Remembering cool, calm Cory

Mother and son, two presidents. Val Rodriguez

MANILA, Philippines - In both her personal and political life, what stood out most about Corazon Cojuangco Aquino, the country's first woman president and widely regarded as a democarcy icon, was her calm demeanor.

When she first caught the public's eye, she was a grieving widow.

A popular story goes that when she and her kids arrived in the Philippines to go to the wake of her husband Benigno "Ninoy" Aquino Jr., she had to fight her way to the crowds in the wake. At one point, when it became impossible for her to reach the coffin of her husband, she had to excuse herself and tell everyone there that she was Ninoy's widow.

When she was urged by the people to run for the pesidency and go up against then dictator Ferdinand Marcos in a snap poll in 1986, it was said that she went on a retreat and prayed for wisdom.  She spent her time not with political allies and analysts, but with the Carmelite nuns.

Even the popular uprising that ousted the Marcoses from power and force them to flee the country was markedly peaceful. No gun was fired, no shot was heard.

Her administration faced seven coups, and it survived them all.

An article by The Independent quoted Voltaire Gazmin, then the personal chief security of Cory and now the Defense Secretary as saying: "I vividly remember the coup attempt of August 1987. I was out supervising the placement of armour around the palace when bursts of gunfire rang out. I rushed to the official residence and found the president and her family upstairs. I asked them to go downstairs and turn off all the lights, and instructed my guards to stand mattresses against the windows.

"I then made a head count and found one missing. I went back upstairs and noticed light coming through the open bathroom door. It was the president combing her hair."

When he begged Cory  to leave, she said that she had to be "presidentially presentable."

When she became private citizen Cirazon Aquino in 1992, she had to face a new set of heartbreaks.

Youngest daughter Kris Aquino had then embarked on a career in the entertainment industry and showbiz gossip and scandal would not be far.

In 1995, when she was just 23, Kris got pregnant by a much older action star - Philip Salvador, then 41 years old. Salvador then had three children with his wife and another child with a former partner.  Salvador was not yet then legally separated from his wife.

Cory, a devout Catholic, had asked then critics to stop condemning her daughter. She also asked for "prayers" for Kris during a national convention of single parents.

Kris' colorful lovelife  would not end with Salvador.

In 2003, she also got involved with politician-comedian Joey Marquez, who was married to but separated from Alma Moreno.

A violent tiff between the two led Kris to a tell-all interview on national television, baring that Marquez gave her a sexually trasmitted disease and that he pointed a gun at her.

Through all the ordeal, Cory kept quiet and appeared only on TV to embrace her daughter.

Finally in 2005, Kris married professional basketball player James Yap. It was not long after, however, when the marriage hit a rough patch.
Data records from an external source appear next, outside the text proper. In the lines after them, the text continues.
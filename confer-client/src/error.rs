use confer_core::ParticipantId;
use std::time::Duration;
use thiserror::Error;

#[derive(Debug, Error)]
pub enum ConnectError {
    #[error("invalid signaling url: {0}")]
    InvalidUrl(String),

    #[error("failed to parse signaling url: {0}")]
    Url(#[from] url::ParseError),

    #[error("websocket error: {0}")]
    WebSocket(#[from] tokio_tungstenite::tungstenite::Error),

    #[error("signaling endpoint refused connection: {0}")]
    Refused(String),

    #[error("signaling channel not ready within {0:?}")]
    Timeout(Duration),
}

#[derive(Debug, Clone, Error, PartialEq, Eq)]
pub enum SignalingError {
    #[error("signaling connection lost after {attempts} reconnect attempts")]
    ConnectionLost { attempts: u32 },

    #[error("malformed signaling message: {0}")]
    MalformedMessage(String),
}

#[derive(Debug, Error)]
pub enum TransportError {
    #[error("webrtc error: {0}")]
    WebRtc(#[from] webrtc::Error),

    #[error("transport is closed")]
    Closed,

    #[error("no outgoing track with id {0}")]
    UnknownTrack(String),

    #[error("{0}")]
    Other(String),
}

#[derive(Debug, Clone, Error, PartialEq, Eq)]
pub enum MediaError {
    #[error("local media unavailable: {0}")]
    Unavailable(String),

    #[error("screen capture unavailable: {0}")]
    ScreenUnavailable(String),

    #[error("failed to apply media constraints: {0}")]
    Constraints(String),
}

#[derive(Debug, Clone, Error, PartialEq, Eq)]
pub enum SessionError {
    #[error("negotiation with {remote} failed: {reason}")]
    NegotiationFailure {
        remote: ParticipantId,
        reason: String,
    },

    #[error("gave up on {remote} after {attempts} recovery attempts")]
    RetriesExhausted {
        remote: ParticipantId,
        attempts: u32,
    },
}

impl SessionError {
    pub(crate) fn negotiation(remote: &ParticipantId, err: impl std::fmt::Display) -> Self {
        SessionError::NegotiationFailure {
            remote: remote.clone(),
            reason: err.to_string(),
        }
    }
}

/// Ошибки `join_call`.
#[derive(Debug, Error)]
pub enum JoinError {
    #[error("cannot join: {0}")]
    MediaUnavailable(#[source] MediaError),

    #[error("signaling unavailable: {0}")]
    SignalingUnavailable(#[source] ConnectError),

    #[error("join was cancelled by leave")]
    Cancelled,

    #[error("a call is already active on this handle")]
    AlreadyJoined,
}

/// Ошибки активного звонка: результаты команд и то, что уходит в `CallObserver::on_error`.
#[derive(Debug, Clone, Error, PartialEq, Eq)]
pub enum CallError {
    #[error("not in a call")]
    NotJoined,

    #[error(transparent)]
    Media(#[from] MediaError),

    #[error(transparent)]
    Signaling(#[from] SignalingError),

    #[error(transparent)]
    Session(#[from] SessionError),

    #[error("hub reported an error: {0}")]
    Remote(String),

    #[error("call coordinator has stopped")]
    CoordinatorGone,
}
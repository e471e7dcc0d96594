mod signaling_output;
mod signaling_service;
mod ws_handler;

pub use signaling_output::*;
pub use signaling_service::*;
pub use ws_handler::*;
Kris accused James of cheating on her with a receptionist at a Belo Medical Clinic.  It is said that Cory had prayed for and intervened so the couple could get back together. They did, but would eventually call it quits.

In 2008, the Aquino family announced that Cory had colon cancer.
The announcement came as a surprise as Cory was then active  in joining rallies and attending masses in support of NBN-ZTE scam witness Jun Lozada.

In a television interview with Jessica Soho on September 23, 2008, Cory said she was leaving her fate up to God.

"While you;re in this world, I mean, like Jesus Christ showed us until the very end, until he died, he was forever suffering.  Eh Diyos iyon eh. And who are we to complain? But luckily, when things were going very bad during Martial Law and I would think na, “‘Pag meron pang nangyaring isang masama o masakit, ay talagang hindi ko na siguro kakayanin." Tapos then something will happen, and even if I just have a week of relative peace, you felt re-energized and think, 'Ah pwede pa pala.'

So that’s how I feel now. Of course, who wants to get sick? Pero if that’s my fate, so be it. And so many people have been so helpful atsaka I don’t want to live for such a long time. Sabi ko nga, '75 na ako, tama na iyon.' Ninoy was only 50 but everything is just up to God," she said.

At 3:18 a.m. of August 1, Cory breathed her last while confined at the Makati Medical Center.

Like in life, Cory, according to statement then read by Noynoy, "peacefully" faced her death.